Il y a les stands qui vendent de tout et ceux qui n’ont presque rien à vendre. Une clé sans serrure, une chaussure orpheline, des cables dénudés, un réveil sans aiguilles. Et puis les amulettes. Certains vendeurs n’en proposent qu’une ou deux, d’autres des centaines, en tas, en vrac, sur des carrés de tissu posés sur le trottoir. Certaines te protègent, certaines te rendent riche ; le tigre t’apporte la sécurité, le géant, bouffeur de lune, la réussite.
– Et la grande tige en bois noir… ?
– avec le bout rouge ?
– Oui… c’est une… ?
– Tout a fait.
– Pourquoi faire ?
– Fertilité.
Elle baisse les yeux l’air entendu, un peu gênée. Je la regarde en riant, je l’imagine, de retour en Belgique, au bureau, un phallus en bois sculpté de dix-huit centimetres dépassant du col de la chemise blanche de son tailleur gris.
– Peut être quelque chose de plus classique pour toi, hein ?
– Oui…  de moins voyant, peut-être. Celle-ci ?
Un bouddha doré dans sa boite en velours rouge.
– Non, trop brillant, trop propre. Regarde au cou des gens : les vrais ne ressemblent pas a des bijoux.
Autour de nous les passants se pressent sur le trottoir étroit, contournent les clients potentiels, accroupis, loupe a la main, concentrés sur la marchandise.
– Ne fais pas attention à celles qu’il essaie de te vendre, c’est du bling bling pour les touristes. Regarde bien, prends ton temps, l’idée c’est justement d’en trouver une qu’il a pas envie que t’achètes.
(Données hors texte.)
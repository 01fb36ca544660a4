//! Classification of two complete record sides.
//!
//! The comparison order is fixed: equality first, then size, then content.
//! Size is checked before any byte-level work because the offset differ
//! requires equal lengths.

use serde::{Deserialize, Serialize};

use crate::error::{CoreError, Result};
use crate::offsets::diff_offsets;

/// How two complete sides relate.
#[derive(Debug, Clone, Copy, PartialEq, Eq, Serialize, Deserialize)]
#[serde(rename_all = "snake_case")]
pub enum ComparisonKind {
    /// Both sides are byte-for-byte identical.
    Equal,
    /// The sides have different lengths; no byte-level diff is attempted.
    SizeMismatch,
    /// Same length, at least one differing byte.
    ContentMismatch,
}

/// The immutable outcome of comparing two sides.
#[derive(Debug, Clone, PartialEq, Eq, Serialize, Deserialize)]
pub struct ComparisonResult {
    kind: ComparisonKind,
    detail: String,
}

impl ComparisonResult {
    /// Classify two non-empty sides.
    ///
    /// For [`ComparisonKind::ContentMismatch`] the detail embeds the offset
    /// differ's range list.
    ///
    /// # Errors
    ///
    /// [`CoreError::InvalidInput`] if either side is empty. Callers enforce
    /// non-emptiness before classifying.
    pub fn classify(left: &[u8], right: &[u8]) -> Result<Self> {
        if left.is_empty() || right.is_empty() {
            return Err(CoreError::InvalidInput("buffers must be non-empty"));
        }

        if left == right {
            return Ok(Self {
                kind: ComparisonKind::Equal,
                detail: "sides are byte-for-byte identical".to_string(),
            });
        }

        if left.len() != right.len() {
            return Ok(Self {
                kind: ComparisonKind::SizeMismatch,
                detail: format!(
                    "sides differ in size: left is {} bytes, right is {} bytes",
                    left.len(),
                    right.len()
                ),
            });
        }

        let summary = diff_offsets(left, right)?;
        Ok(Self {
            kind: ComparisonKind::ContentMismatch,
            detail: format!("sides have equal size but differing content: {summary}"),
        })
    }

    /// Rebuild a result from stored parts. Used by storage hydration.
    pub fn from_parts(kind: ComparisonKind, detail: impl Into<String>) -> Self {
        Self {
            kind,
            detail: detail.into(),
        }
    }

    /// The classification.
    pub fn kind(&self) -> ComparisonKind {
        self.kind
    }

    /// Human-readable description of the outcome.
    pub fn detail(&self) -> &str {
        &self.detail
    }
}

#[cfg(test)]
mod tests {
    use super::*;

    #[test]
    fn identical_sides_are_equal() {
        let result = ComparisonResult::classify(b"test", b"test").unwrap();
        assert_eq!(result.kind(), ComparisonKind::Equal);
    }

    #[test]
    fn different_lengths_are_a_size_mismatch() {
        let result = ComparisonResult::classify(b"leftContent", b"rightContent").unwrap();
        assert_eq!(result.kind(), ComparisonKind::SizeMismatch);
        assert!(result.detail().contains("11 bytes"));
        assert!(result.detail().contains("12 bytes"));
    }

    #[test]
    fn equal_length_differing_content_reports_ranges() {
        let result =
            ComparisonResult::classify(b"rightSAMEPARTright", b"lleftSAMEPARTlleft").unwrap();
        assert_eq!(result.kind(), ComparisonKind::ContentMismatch);
        assert!(result.detail().contains("(0, 4)"));
        assert!(result.detail().contains("(13, 4)"));
    }

    #[test]
    fn empty_sides_are_rejected() {
        assert!(matches!(
            ComparisonResult::classify(b"", b"x"),
            Err(CoreError::InvalidInput(_))
        ));
        assert!(matches!(
            ComparisonResult::classify(b"x", b""),
            Err(CoreError::InvalidInput(_))
        ));
        assert!(matches!(
            ComparisonResult::classify(b"", b""),
            Err(CoreError::InvalidInput(_))
        ));
    }
}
– Tu crois que c’est une vraie ?
Au bout du marché, la rue Maha Rat fait un angle droit, débouche sur l’immense pelouse du Palais Royal. Une multitude de cerfs-volants flottent dans l’air brûlant, balancent des ombres fuyantes sur le gazon jauni.
Camille inspecte l’amulette accrochée à une cordelette nouée autour de son cou.
– En tous cas, on dirait une vraie.
C’est un triangle de bois sec dans une boite transparente, un moine en lotus, les deux mains posées sur les yeux, des écailles de peinture or coincées dans les fissure du bois.
– C’est dommage qu’on puisse pas savoir.
– On peut.
– Comment ?
– Suffit d’attendre de voir si tu deviens riche.
Elle me bouscule doucement -t’es con !- continue de faire tourner l’objet entre ses doigts.
– En tout cas le vendeur, le pauvre, elle l’a pas rendu riche.
– Attends, si, au contraire, elle a super bien marchée !
Elle lève un sourcil, me regarde sans comprendre.
– Bah tu lui as filé mille cinq cents baths, non ?
Camille s’arrête, bras croisés, lèvres pincées. Elle reste comme ça quelques secondes, immobile, imperturbable face à mon grand sourire idiot.
– Hey ?
– Ouuuui ?
– Ducon ?
– Ouuuui ?
– Maintenant j’ai faim.

La nuit tombe sur Chinatown. le ciel disparait derrière une multitude d’idéogrammes rétro-éclairés. Enseignes et panneaux publicitaires courent sur les murs du quartier chinois et éclaboussent les rues de taches de lumière chaudes, artificielles et incertaines. Des flaques orange clignotent sur le bitume au rythme du grésillement des fusibles des néons fatigués.
Les restaurant de fruits de mer s’étendent sur le trottoir. Les tables, les tabourets, débordent sur la chaussée. On installe des grills, des cuisines de fortune, le long des grilles tirées des négociants en or, les vitrines éteintes des pharmacies traditionnelles qui demain, de nouveau, proposeront de la poudre de serpent, des hippocampes au gramme et des bouquets d’herbes sèches pour guérir tous les maux.
L’air sent l’huile, le crabe, le piment et la bière renversée.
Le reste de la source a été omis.